The national debt continues to soar. At over $31.7 trillion, it has more than doubled in a little over 10 years. If the debt doubles again in the next 10 years, it will reach a staggering $62 trillion, nearly three times greater than current GDP. Will the federal government ever slow its spending? Will the U.S. remain solvent in the coming years?

Federal Government Revenue, Expenses, and Debt

Debt occurs when annual spending exceeds revenue. The current revenue of the federal government is approximately $4.6 trillion while spending exceeds $6.0 trillion. Thus, the current budget deficit is over $1.4 trillion. It’s clear that members of Congress are spending like drunken sailors and like the Titanic, the U.S. is on a collision course with a financial iceberg. In addition, with higher interest rates, the federal government will have an increasingly difficult time meeting its obligations. Meanwhile, as politicians seek to remain in office, they will continue to use spending to buy votes. If Congress doesn’t curtail its spending or the American people fail to take a stand against it, the national debt will soar until we hit the iceberg. However, at that point, it will be too late, and the federal government will be unable to meet its obligations or provide adequate support for many essential services, leaving tens of millions of Americans out in the cold.

The Negative Effect of Too Much Debt

Excessive debt has a negative impact on the economy. According to a 2011 research paper from the Bank of International Settlements (BIS) entitled, “The Real Effects of Debt,” when government debt exceeds 85% of GDP, it becomes a drag on economic growth. It is currently greater than 120%. As the federal debt continues to rise, it will become increasingly difficult to stimulate economic growth. This could lead to some risky policy decisions from the federal government, complete with unintended consequences. It’s hard to say exactly what measures may be utilized, but since the state of the economy is a key election issue, politicians may get creative. These measures – whatever they may be – could include borrowing even more from the future. Remember, any debt incurred must be repaid, which leaves less money for the future.

According to www.usdebtclock.org, the current amount of the federal debt equates to about $247,766 per taxpayer or $94,710 per citizen. The largest items in the federal budget are Medicare/Medicaid and Social Security, consuming more than $2.8 trillion or about 61% of federal revenue. The third largest budget item is defense spending, representing another $782.6 billion while the interest on the federal debt is the fourth largest budget item at over $558.6 billion. With higher interest rates, the interest payments on the debt could become the third largest budget item at some point.

Health Care Inflation

More troubling is the possibility that the rising costs of Medicare/Medicaid could stress the budget beyond our ability to manage it. Why? Because medical inflation has typically been higher than overall inflation. In fact, in the 903 months from January 1948 through March 2023, medical inflation has exceeded general inflation 82% of the time. More recently, medical inflation has been lower than general inflation each month since March 2021.

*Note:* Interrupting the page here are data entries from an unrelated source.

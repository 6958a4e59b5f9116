/// Derives a URL slug from a title.
///
/// Lowercases, drops characters outside `[a-z0-9]`, whitespace and `-`,
/// turns whitespace/hyphen runs into a single hyphen and trims hyphens from
/// both ends. `slugify(slugify(t)) == slugify(t)` for every input.
pub fn slugify(title: &str) -> String {
    let mut slug = String::with_capacity(title.len());
    let mut pending_hyphen = false;

    for c in title.to_lowercase().chars() {
        if c.is_ascii_lowercase() || c.is_ascii_digit() {
            if pending_hyphen && !slug.is_empty() {
                slug.push('-');
            }
            pending_hyphen = false;
            slug.push(c);
        } else if c == '-' || c.is_whitespace() {
            pending_hyphen = true;
        }
    }

    slug
}

/// Toggles `id` in a multi-select: removes it if present, appends otherwise.
pub fn toggle(selection: &[String], id: &str) -> Vec<String> {
    if selection.iter().any(|s| s == id) {
        selection.iter().filter(|s| *s != id).cloned().collect()
    } else {
        let mut next = selection.to_vec();
        next.push(id.to_string());
        next
    }
}

#[cfg(test)]
mod tests {
    use super::*;

    #[test]
    fn test_slugify_title() {
        assert_eq!(slugify("My Awesome Event!! 2025"), "my-awesome-event-2025");
        assert_eq!(slugify("AI & Machine Learning Summit"), "ai-machine-learning-summit");
        assert_eq!(slugify("Next.js Global Meetup"), "nextjs-global-meetup");
    }

    #[test]
    fn test_slugify_trims_and_collapses_hyphens() {
        assert_eq!(slugify("  --Hello -- World--  "), "hello-world");
        assert_eq!(slugify("a\t\nb"), "a-b");
        assert_eq!(slugify("!!!"), "");
        assert_eq!(slugify(""), "");
    }

    #[test]
    fn test_slugify_drops_non_ascii() {
        assert_eq!(slugify("Café Ünïcode"), "caf-ncode");
    }

    #[test]
    fn test_slugify_output_charset() {
        let inputs = [
            "My Awesome Event!! 2025",
            " -x- ",
            "UPPER_snake_Case",
            "日本語 title",
            "a -- b",
        ];

        for input in inputs {
            let slug = slugify(input);
            assert!(slug
                .bytes()
                .all(|b| b.is_ascii_lowercase() || b.is_ascii_digit() || b == b'-'));
            assert!(!slug.starts_with('-'));
            assert!(!slug.ends_with('-'));
            assert!(!slug.contains("--"));
        }
    }

    #[test]
    fn test_slugify_is_idempotent() {
        for input in ["My Awesome Event!! 2025", "--a--b--", "Design Systems Workshop"] {
            let once = slugify(input);
            assert_eq!(slugify(&once), once);
        }
    }

    #[test]
    fn test_toggle_round_trip() {
        let once = toggle(&[], "5");
        assert_eq!(once, vec!["5"]);
        assert!(toggle(&once, "5").is_empty());
    }

    #[test]
    fn test_toggle_keeps_order() {
        let selection = vec!["1".to_string(), "2".to_string(), "3".to_string()];

        assert_eq!(toggle(&selection, "2"), vec!["1", "3"]);
        assert_eq!(toggle(&selection, "4"), vec!["1", "2", "3", "4"]);
    }
}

The Clash Between Washington DC and the Federal Reserve: Fiscal and Monetary Policy

What is fiscal and monetary policy? Fiscal policy is in the realm of the federal government and consists of tax policy, spending, and regulation. Monetary policy is under the purview of the Fed and involves setting short-term interest rates, regulating the money supply, and setting bank reserve requirements. Unfortunately, the two are often at odds with each other. For example, the Fed is currently attempting to reduce inflation by slowing economic growth by raising its short-term interest rate and reducing the money supply. At the same time the federal government continues to spend excessively, which stimulates the economy.

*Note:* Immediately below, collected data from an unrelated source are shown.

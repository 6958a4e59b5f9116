use std::fmt;

use chrono::{DateTime, Utc};
use serde::{Deserialize, Serialize};

/// The kinds of content the admin console manages.
#[derive(Debug, Clone, Copy, PartialEq, Eq, Hash, PartialOrd, Ord, Serialize, Deserialize)]
#[serde(rename_all = "snake_case")]
pub enum ResourceKind {
    Event,
    Category,
    Speaker,
    Organizer,
}

impl ResourceKind {
    pub const ALL: [ResourceKind; 4] = [
        ResourceKind::Event,
        ResourceKind::Category,
        ResourceKind::Speaker,
        ResourceKind::Organizer,
    ];

    /// Returns the leading cache key segment for this kind.
    pub fn key_segment(&self) -> &'static str {
        match self {
            ResourceKind::Event => "events",
            ResourceKind::Category => "categories",
            ResourceKind::Speaker => "speakers",
            ResourceKind::Organizer => "organizers",
        }
    }

    /// Returns the human-readable entity name used in error messages.
    pub fn label(&self) -> &'static str {
        match self {
            ResourceKind::Event => "Event",
            ResourceKind::Category => "Category",
            ResourceKind::Speaker => "Speaker",
            ResourceKind::Organizer => "Organizer",
        }
    }

    /// Parses a cache key segment back into a kind.
    pub fn from_key_segment(segment: &str) -> Option<Self> {
        Self::ALL
            .into_iter()
            .find(|kind| kind.key_segment() == segment)
    }
}

impl fmt::Display for ResourceKind {
    fn fmt(&self, f: &mut fmt::Formatter<'_>) -> fmt::Result {
        f.write_str(self.label())
    }
}

/// A record that can stand in for an unresolved reference.
pub trait Linked: Clone {
    /// Returns the entity identifier.
    fn id(&self) -> &str;

    /// Builds a placeholder record that only knows its identifier.
    ///
    /// Human-readable fields are left blank.
    fn placeholder(id: &str) -> Self;
}

/// A reference from one record to another.
///
/// The provider returns links either as bare identifiers or as resolved
/// nested records depending on the query's include depth. Serialized
/// untagged: an unresolved relation is its id string, a resolved one is the
/// record object.
#[derive(Debug, Clone, PartialEq, Eq, Serialize, Deserialize)]
#[serde(untagged)]
pub enum Relation<T> {
    Unresolved(String),
    Resolved(T),
}

impl<T: Linked> Relation<T> {
    /// Returns the identifier of the referenced record.
    pub fn id(&self) -> &str {
        match self {
            Relation::Unresolved(id) => id,
            Relation::Resolved(record) => record.id(),
        }
    }

    /// Returns true if the referenced record's fields are available.
    pub fn is_resolved(&self) -> bool {
        matches!(self, Relation::Resolved(_))
    }

    /// Returns the resolved record, if any.
    pub fn resolved(&self) -> Option<&T> {
        match self {
            Relation::Unresolved(_) => None,
            Relation::Resolved(record) => Some(record),
        }
    }

    /// Returns the referenced record, or a blank placeholder carrying only
    /// the identifier when unresolved.
    pub fn record(&self) -> T {
        match self {
            Relation::Unresolved(id) => T::placeholder(id),
            Relation::Resolved(record) => record.clone(),
        }
    }
}

impl<T> Default for Relation<T> {
    fn default() -> Self {
        Relation::Unresolved(String::new())
    }
}

/// The person or organization hosting events.
///
/// Stored in the CMS under the `author` content type.
#[derive(Debug, Clone, Default, PartialEq, Eq, Serialize, Deserialize)]
#[serde(default)]
pub struct Organizer {
    pub id: String,
    pub name: String,
    #[serde(skip_serializing_if = "Option::is_none")]
    pub email: Option<String>,
    #[serde(skip_serializing_if = "Option::is_none")]
    pub avatar: Option<String>,
}

impl Organizer {
    /// Display name used when the organizer has no name.
    pub const UNKNOWN: &'static str = "Unknown Organizer";

    pub fn new(id: impl Into<String>, name: impl Into<String>) -> Self {
        Self {
            id: id.into(),
            name: name.into(),
            ..Self::default()
        }
    }

    pub fn with_email(mut self, email: impl Into<String>) -> Self {
        self.email = Some(email.into());
        self
    }

    pub fn with_avatar(mut self, avatar: impl Into<String>) -> Self {
        self.avatar = Some(avatar.into());
        self
    }

    /// Returns the name, or the unknown-organizer label when blank.
    pub fn display_name(&self) -> &str {
        if self.name.trim().is_empty() {
            Self::UNKNOWN
        } else {
            &self.name
        }
    }
}

impl Linked for Organizer {
    fn id(&self) -> &str {
        &self.id
    }

    fn placeholder(id: &str) -> Self {
        Self::new(id, "")
    }
}

/// A label used to group events.
#[derive(Debug, Clone, Default, PartialEq, Eq, Serialize, Deserialize)]
#[serde(default)]
pub struct Category {
    pub id: String,
    pub title: String,
    pub slug: String,
    /// Accent color (CSS color value).
    #[serde(skip_serializing_if = "Option::is_none")]
    pub color: Option<String>,
}

impl Category {
    pub fn new(id: impl Into<String>, title: impl Into<String>, slug: impl Into<String>) -> Self {
        Self {
            id: id.into(),
            title: title.into(),
            slug: slug.into(),
            color: None,
        }
    }

    pub fn with_color(mut self, color: impl Into<String>) -> Self {
        self.color = Some(color.into());
        self
    }
}

impl Linked for Category {
    fn id(&self) -> &str {
        &self.id
    }

    fn placeholder(id: &str) -> Self {
        Self::new(id, "", "")
    }
}

/// A person presenting at events.
#[derive(Debug, Clone, Default, PartialEq, Eq, Serialize, Deserialize)]
#[serde(default)]
pub struct Speaker {
    pub id: String,
    pub name: String,
    #[serde(skip_serializing_if = "Option::is_none")]
    pub bio: Option<String>,
    #[serde(skip_serializing_if = "Option::is_none")]
    pub avatar: Option<String>,
}

impl Speaker {
    pub fn new(id: impl Into<String>, name: impl Into<String>) -> Self {
        Self {
            id: id.into(),
            name: name.into(),
            ..Self::default()
        }
    }

    pub fn with_bio(mut self, bio: impl Into<String>) -> Self {
        self.bio = Some(bio.into());
        self
    }

    pub fn with_avatar(mut self, avatar: impl Into<String>) -> Self {
        self.avatar = Some(avatar.into());
        self
    }
}

impl Linked for Speaker {
    fn id(&self) -> &str {
        &self.id
    }

    fn placeholder(id: &str) -> Self {
        Self::new(id, "")
    }
}

/// An event as shown in the admin console.
///
/// Field names serialize in the CMS's camelCase so a serialized event is
/// itself a valid normalizer input.
#[derive(Debug, Clone, Default, PartialEq, Eq, Serialize, Deserialize)]
#[serde(default, rename_all = "camelCase")]
pub struct Event {
    pub id: String,
    pub title: String,
    /// URL slug, derived from the title unless explicitly overridden.
    pub slug: String,
    /// ISO-8601 date-time string as stored in the CMS.
    pub date: String,
    pub description: String,
    /// Absolute banner image URL.
    #[serde(skip_serializing_if = "Option::is_none")]
    pub banner: Option<String>,
    pub is_published: bool,
    pub organizer: Relation<Organizer>,
    pub categories: Vec<Relation<Category>>,
    pub speakers: Vec<Relation<Speaker>>,
    #[serde(skip_serializing_if = "Option::is_none")]
    pub created_at: Option<DateTime<Utc>>,
    #[serde(skip_serializing_if = "Option::is_none")]
    pub updated_at: Option<DateTime<Utc>>,
}

impl Event {
    /// Returns the organizer record (placeholder when unresolved).
    pub fn organizer_record(&self) -> Organizer {
        self.organizer.record()
    }

    /// Returns the organizer's display name.
    pub fn organizer_name(&self) -> String {
        self.organizer_record().display_name().to_string()
    }

    /// Returns the category identifiers in order.
    pub fn category_ids(&self) -> Vec<&str> {
        self.categories.iter().map(Relation::id).collect()
    }

    /// Returns the speaker identifiers in order.
    pub fn speaker_ids(&self) -> Vec<&str> {
        self.speakers.iter().map(Relation::id).collect()
    }

    /// Returns true if the event references the given category.
    pub fn has_category(&self, category_id: &str) -> bool {
        self.categories.iter().any(|c| c.id() == category_id)
    }

    /// Returns true if every relation on this event carries its fields.
    pub fn is_fully_resolved(&self) -> bool {
        self.organizer.is_resolved()
            && self.categories.iter().all(Relation::is_resolved)
            && self.speakers.iter().all(Relation::is_resolved)
    }
}

#[cfg(test)]
mod tests {
    use super::*;
    use serde_json::json;

    #[test]
    fn test_resource_kind_segments_round_trip() {
        for kind in ResourceKind::ALL {
            assert_eq!(ResourceKind::from_key_segment(kind.key_segment()), Some(kind));
        }
        assert_eq!(ResourceKind::from_key_segment("authors"), None);
    }

    #[test]
    fn test_unresolved_relation_record_is_placeholder() {
        let relation: Relation<Organizer> = Relation::Unresolved("org-1".to_string());

        let record = relation.record();
        assert_eq!(record.id, "org-1");
        assert_eq!(record.name, "");
        assert!(!relation.is_resolved());
        assert_eq!(record.display_name(), Organizer::UNKNOWN);
    }

    #[test]
    fn test_relation_serializes_untagged() {
        let unresolved: Relation<Category> = Relation::Unresolved("5".to_string());
        assert_eq!(serde_json::to_value(&unresolved).unwrap(), json!("5"));

        let resolved = Relation::Resolved(Category::new("5", "Startups", "startups"));
        assert_eq!(
            serde_json::to_value(&resolved).unwrap(),
            json!({"id": "5", "title": "Startups", "slug": "startups"})
        );
    }

    #[test]
    fn test_relation_deserializes_both_shapes() {
        let relations: Vec<Relation<Speaker>> =
            serde_json::from_value(json!(["s-1", {"id": "s-2", "name": "Sarah Kim"}])).unwrap();

        assert_eq!(relations[0], Relation::Unresolved("s-1".to_string()));
        assert_eq!(
            relations[1],
            Relation::Resolved(Speaker::new("s-2", "Sarah Kim"))
        );
    }

    #[test]
    fn test_event_serializes_camel_case() {
        let event = Event {
            id: "1".to_string(),
            is_published: true,
            ..Event::default()
        };

        let value = serde_json::to_value(&event).unwrap();
        assert_eq!(value["isPublished"], json!(true));
        assert!(value.get("createdAt").is_none());
    }

    #[test]
    fn test_event_relation_helpers() {
        let event = Event {
            organizer: Relation::Resolved(Organizer::new("o-1", "Tech Events Inc")),
            categories: vec![
                Relation::Unresolved("1".to_string()),
                Relation::Resolved(Category::new("2", "Web", "web")),
            ],
            ..Event::default()
        };

        assert_eq!(event.category_ids(), vec!["1", "2"]);
        assert!(event.has_category("2"));
        assert!(!event.has_category("3"));
        assert!(!event.is_fully_resolved());
        assert_eq!(event.organizer_name(), "Tech Events Inc");
    }
}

If the federal government and the Federal Reserve acted in harmony on economic policy, the U.S. economy would be easier to manage. For example, if the economy was weak, both could implement policies to stimulate it. Conversely, If the economy was too hot, both could work together to slow its growth. This type of cooperation could eliminate excessive policy decisions. However, since politics enters the picture, you could say the federal government marches to its own beat. If the federal government considered the economy when creating fiscal policy, then it and the Fed would be rowing in the same direction. Unfortunately, and as mentioned above, adding politics to fiscal policy prevents this. As long as politicians continue to use spending to garner votes, the Fed will have a difficult time regulating economic growth and we will likely see more extreme policies, with unintended consequences.

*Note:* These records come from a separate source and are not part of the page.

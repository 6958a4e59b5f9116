//! Management API writes.

use std::time::Duration;

use async_trait::async_trait;
use eventdesk_core::content::{AssetUpload, ResourceKind};
use eventdesk_core::normalize::{delocalize, localize};
use eventdesk_core::provider::{self, Asset, ContentManager, ContentTypes};
use serde_json::{json, Map, Value};

use super::{
    handle_empty_response, handle_response, join, Space, Target, MANAGEMENT_JSON,
    MANAGEMENT_URL, UPLOAD_URL,
};
use crate::error::{ClientError, Result};

pub(crate) const CONTENT_TYPE_HEADER: &str = "X-Contentful-Content-Type";
pub(crate) const VERSION_HEADER: &str = "X-Contentful-Version";

/// Client for the management API (and the upload API for assets).
///
/// Field maps go in and come out unlocalized; the client wraps and unwraps
/// them for its configured locale.
#[derive(Debug, Clone)]
pub struct ManagementClient {
    pub(crate) client: reqwest::Client,
    pub(crate) base_url: String,
    pub(crate) upload_url: String,
    pub(crate) token: String,
    pub(crate) space: Space,
    pub(crate) locale: String,
    pub(crate) content_types: ContentTypes,
    pub(crate) poll_interval: Duration,
    pub(crate) poll_attempts: u32,
}

impl ManagementClient {
    /// Create a client against the public management and upload hosts.
    pub fn new(token: impl Into<String>, space: Space) -> Self {
        Self {
            client: reqwest::Client::new(),
            base_url: MANAGEMENT_URL.to_string(),
            upload_url: UPLOAD_URL.to_string(),
            token: token.into(),
            space,
            locale: "en-US".to_string(),
            content_types: ContentTypes::default(),
            poll_interval: Duration::from_millis(500),
            poll_attempts: 20,
        }
    }

    pub fn with_base_url(mut self, base_url: impl Into<String>) -> Self {
        self.base_url = base_url.into();
        self
    }

    pub fn with_upload_url(mut self, upload_url: impl Into<String>) -> Self {
        self.upload_url = upload_url.into();
        self
    }

    pub fn with_locale(mut self, locale: impl Into<String>) -> Self {
        self.locale = locale.into();
        self
    }

    pub fn with_content_types(mut self, content_types: ContentTypes) -> Self {
        self.content_types = content_types;
        self
    }

    /// Sets how often and how many times asset processing is polled.
    pub fn with_asset_polling(mut self, interval: Duration, attempts: u32) -> Self {
        self.poll_interval = interval;
        self.poll_attempts = attempts.max(1);
        self
    }

    pub(crate) fn url(&self, path: &str) -> String {
        join(&self.base_url, &format!("{}{}", self.space.path(), path))
    }

    fn entry_url(&self, id: &str) -> String {
        self.url(&format!("/entries/{id}"))
    }

    pub(crate) fn request(&self, method: reqwest::Method, url: String) -> reqwest::RequestBuilder {
        self.client
            .request(method, url)
            .bearer_auth(&self.token)
            .header(reqwest::header::CONTENT_TYPE, MANAGEMENT_JSON)
    }

    fn body(&self, fields: Map<String, Value>) -> Value {
        json!({ "fields": Value::Object(localize(fields, &self.locale)) })
    }

    /// Create an entry.
    pub async fn create(&self, kind: ResourceKind, fields: Map<String, Value>) -> Result<Value> {
        let response = self
            .request(reqwest::Method::POST, self.url("/entries"))
            .header(CONTENT_TYPE_HEADER, self.content_types.for_kind(kind))
            .json(&self.body(fields))
            .send()
            .await?;
        let entry: Value = handle_response(response, Target::Collection).await?;
        Ok(delocalize(&entry, &self.locale))
    }

    /// Replace an entry's fields.
    pub async fn update(
        &self,
        kind: ResourceKind,
        id: &str,
        version: u64,
        fields: Map<String, Value>,
    ) -> Result<Value> {
        let response = self
            .request(reqwest::Method::PUT, self.entry_url(id))
            .header(VERSION_HEADER, version.to_string())
            .json(&self.body(fields))
            .send()
            .await?;
        let entry: Value = handle_response(response, Target::Record(kind, id)).await?;
        Ok(delocalize(&entry, &self.locale))
    }

    /// Get the latest revision of an entry, drafts included.
    pub async fn get(&self, kind: ResourceKind, id: &str) -> Result<Value> {
        let response = self
            .request(reqwest::Method::GET, self.entry_url(id))
            .send()
            .await?;
        let entry: Value = handle_response(response, Target::Record(kind, id)).await?;
        Ok(delocalize(&entry, &self.locale))
    }

    /// Get an entry's current version.
    pub async fn version(&self, kind: ResourceKind, id: &str) -> Result<u64> {
        let entry = self.get(kind, id).await?;
        provider::sys_version(&entry)
            .ok_or_else(|| ClientError::InvalidResponse(format!("entry {id} has no version")))
    }

    /// Delete an entry.
    pub async fn delete(&self, kind: ResourceKind, id: &str) -> Result<()> {
        let response = self
            .request(reqwest::Method::DELETE, self.entry_url(id))
            .send()
            .await?;
        handle_empty_response(response, Target::Record(kind, id)).await
    }

    /// Publish an entry.
    pub async fn publish(&self, kind: ResourceKind, id: &str, version: u64) -> Result<Value> {
        let response = self
            .request(reqwest::Method::PUT, self.url(&format!("/entries/{id}/published")))
            .header(VERSION_HEADER, version.to_string())
            .send()
            .await?;
        let entry: Value = handle_response(response, Target::Record(kind, id)).await?;
        Ok(delocalize(&entry, &self.locale))
    }

    /// Unpublish an entry.
    pub async fn unpublish(&self, kind: ResourceKind, id: &str, version: u64) -> Result<Value> {
        let response = self
            .request(reqwest::Method::DELETE, self.url(&format!("/entries/{id}/published")))
            .header(VERSION_HEADER, version.to_string())
            .send()
            .await?;
        let entry: Value = handle_response(response, Target::Record(kind, id)).await?;
        Ok(delocalize(&entry, &self.locale))
    }
}

#[async_trait]
impl ContentManager for ManagementClient {
    async fn create_entry(
        &self,
        kind: ResourceKind,
        fields: Map<String, Value>,
    ) -> provider::Result<Value> {
        Ok(self.create(kind, fields).await?)
    }

    async fn update_entry(
        &self,
        kind: ResourceKind,
        id: &str,
        version: u64,
        fields: Map<String, Value>,
    ) -> provider::Result<Value> {
        Ok(self.update(kind, id, version, fields).await?)
    }

    async fn current_entry(&self, kind: ResourceKind, id: &str) -> provider::Result<Value> {
        Ok(self.get(kind, id).await?)
    }

    async fn entry_version(&self, kind: ResourceKind, id: &str) -> provider::Result<u64> {
        Ok(self.version(kind, id).await?)
    }

    async fn delete_entry(&self, kind: ResourceKind, id: &str) -> provider::Result<()> {
        Ok(self.delete(kind, id).await?)
    }

    async fn publish_entry(
        &self,
        kind: ResourceKind,
        id: &str,
        version: u64,
    ) -> provider::Result<Value> {
        Ok(self.publish(kind, id, version).await?)
    }

    async fn unpublish_entry(
        &self,
        kind: ResourceKind,
        id: &str,
        version: u64,
    ) -> provider::Result<Value> {
        Ok(self.unpublish(kind, id, version).await?)
    }

    async fn upload_asset(&self, upload: AssetUpload) -> provider::Result<Asset> {
        Ok(self.upload(upload).await?)
    }
}

#[cfg(test)]
mod tests {
    use super::*;
    use eventdesk_core::content::{EventDraft, OrganizerDraft};
    use eventdesk_core::normalize::{normalize_event, normalize_organizer};
    use eventdesk_core::provider::ProviderError;
    use httpmock::MockServer;

    const ENTRIES: &str = "/spaces/space1/environments/master/entries";

    fn client(server: &MockServer) -> ManagementClient {
        ManagementClient::new("cma-token", Space::new("space1", "master"))
            .with_base_url(server.base_url())
            .with_upload_url(server.base_url())
    }

    #[tokio::test]
    async fn test_create_wraps_locale_and_sets_content_type() {
        let server = MockServer::start();
        let mock = server.mock(|when, then| {
            when.method("POST")
                .path(ENTRIES)
                .header("authorization", "Bearer cma-token")
                .header("content-type", MANAGEMENT_JSON)
                .header(CONTENT_TYPE_HEADER, "author")
                .json_body(json!({
                    "fields": {
                        "name": {"en-US": "Design Guild"},
                        "email": {"en-US": "hello@designguild.com"}
                    }
                }));
            then.status(201).json_body(json!({
                "sys": {"id": "o-9", "version": 1},
                "fields": {
                    "name": {"en-US": "Design Guild"},
                    "email": {"en-US": "hello@designguild.com"}
                }
            }));
        });

        let fields = OrganizerDraft::new("Design Guild", "hello@designguild.com").to_fields();
        let raw = client(&server)
            .create_entry(ResourceKind::Organizer, fields)
            .await
            .unwrap();

        mock.assert();
        let organizer = normalize_organizer(&raw);
        assert_eq!(organizer.id, "o-9");
        assert_eq!(organizer.name, "Design Guild");
    }

    #[tokio::test]
    async fn test_update_sends_version() {
        let server = MockServer::start();
        let mock = server.mock(|when, then| {
            when.method("PUT")
                .path(format!("{ENTRIES}/e-1"))
                .header(VERSION_HEADER, "4");
            then.status(200).json_body(json!({
                "sys": {"id": "e-1", "version": 5},
                "fields": {"title": {"en-US": "Renamed"}}
            }));
        });

        let draft = EventDraft {
            title: "Renamed".to_string(),
            ..EventDraft::default()
        };
        let raw = client(&server)
            .update_entry(ResourceKind::Event, "e-1", 4, draft.to_fields())
            .await
            .unwrap();

        mock.assert();
        assert_eq!(normalize_event(&raw).title, "Renamed");
    }

    #[tokio::test]
    async fn test_validation_failure_has_field_errors() {
        let server = MockServer::start();
        server.mock(|when, then| {
            when.method("POST").path(ENTRIES);
            then.status(422).json_body(json!({
                "sys": {"type": "Error", "id": "ValidationFailed"},
                "message": "Validation error",
                "details": {"errors": [{"name": "required", "path": ["fields", "title"]}]}
            }));
        });

        let error = client(&server)
            .create_entry(ResourceKind::Event, Map::new())
            .await
            .unwrap_err();

        assert_eq!(error.field_errors().len(), 1);
        assert_eq!(error.field_errors()[0].path, "fields.title");
    }

    #[tokio::test]
    async fn test_version_and_missing_entry() {
        let server = MockServer::start();
        server.mock(|when, then| {
            when.method("GET").path(format!("{ENTRIES}/e-1"));
            then.status(200).json_body(json!({"sys": {"id": "e-1", "version": 12}}));
        });
        server.mock(|when, then| {
            when.method("GET").path(format!("{ENTRIES}/e-404"));
            then.status(404).json_body(json!({
                "sys": {"type": "Error", "id": "NotFound"},
                "message": "The resource could not be found."
            }));
        });

        let client = client(&server);
        assert_eq!(client.entry_version(ResourceKind::Event, "e-1").await, Ok(12));
        assert_eq!(
            client.entry_version(ResourceKind::Event, "e-404").await,
            Err(ProviderError::not_found(ResourceKind::Event, "e-404"))
        );
    }

    #[tokio::test]
    async fn test_current_entry_returns_unlocalized_draft() {
        let server = MockServer::start();
        let mock = server.mock(|when, then| {
            when.method("GET")
                .path(format!("{ENTRIES}/e-3"))
                .header("authorization", "Bearer cma-token");
            then.status(200).json_body(json!({
                "sys": {"id": "e-3", "version": 7},
                "fields": {
                    "title": {"en-US": "Draft Night"},
                    "organizer": {"en-US": {"sys": {"type": "Link", "linkType": "Entry", "id": "o-1"}}}
                }
            }));
        });

        let raw = client(&server)
            .current_entry(ResourceKind::Event, "e-3")
            .await
            .unwrap();

        mock.assert();
        assert_eq!(provider::sys_version(&raw), Some(7));
        let event = normalize_event(&raw);
        assert_eq!(event.title, "Draft Night");
        assert_eq!(event.organizer.id(), "o-1");
        assert!(!event.is_published);
    }

    #[tokio::test]
    async fn test_publish_and_unpublish_hit_published_endpoint() {
        let server = MockServer::start();
        let publish = server.mock(|when, then| {
            when.method("PUT")
                .path(format!("{ENTRIES}/e-1/published"))
                .header(VERSION_HEADER, "2");
            then.status(200).json_body(json!({"sys": {"id": "e-1", "version": 3}}));
        });
        let unpublish = server.mock(|when, then| {
            when.method("DELETE")
                .path(format!("{ENTRIES}/e-1/published"))
                .header(VERSION_HEADER, "3");
            then.status(200).json_body(json!({"sys": {"id": "e-1", "version": 4}}));
        });

        let client = client(&server);
        client.publish_entry(ResourceKind::Event, "e-1", 2).await.unwrap();
        client.unpublish_entry(ResourceKind::Event, "e-1", 3).await.unwrap();

        publish.assert();
        unpublish.assert();
    }

    #[tokio::test]
    async fn test_delete_accepts_no_content() {
        let server = MockServer::start();
        let mock = server.mock(|when, then| {
            when.method("DELETE").path(format!("{ENTRIES}/s-1"));
            then.status(204);
        });

        client(&server)
            .delete_entry(ResourceKind::Speaker, "s-1")
            .await
            .unwrap();
        mock.assert();
    }
}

The bottom line? If the national debt continues to rise until it reaches a breaking point, America will not be able to meet all of its financial obligations. This will cause a reduction in its credit rating, and we will have to pay a higher rate of interest on new debt, which will only exacerbate the problem. Will the national debt bankrupt America? If politicians fail to control spending, then at some point America as we know it will cease to exist.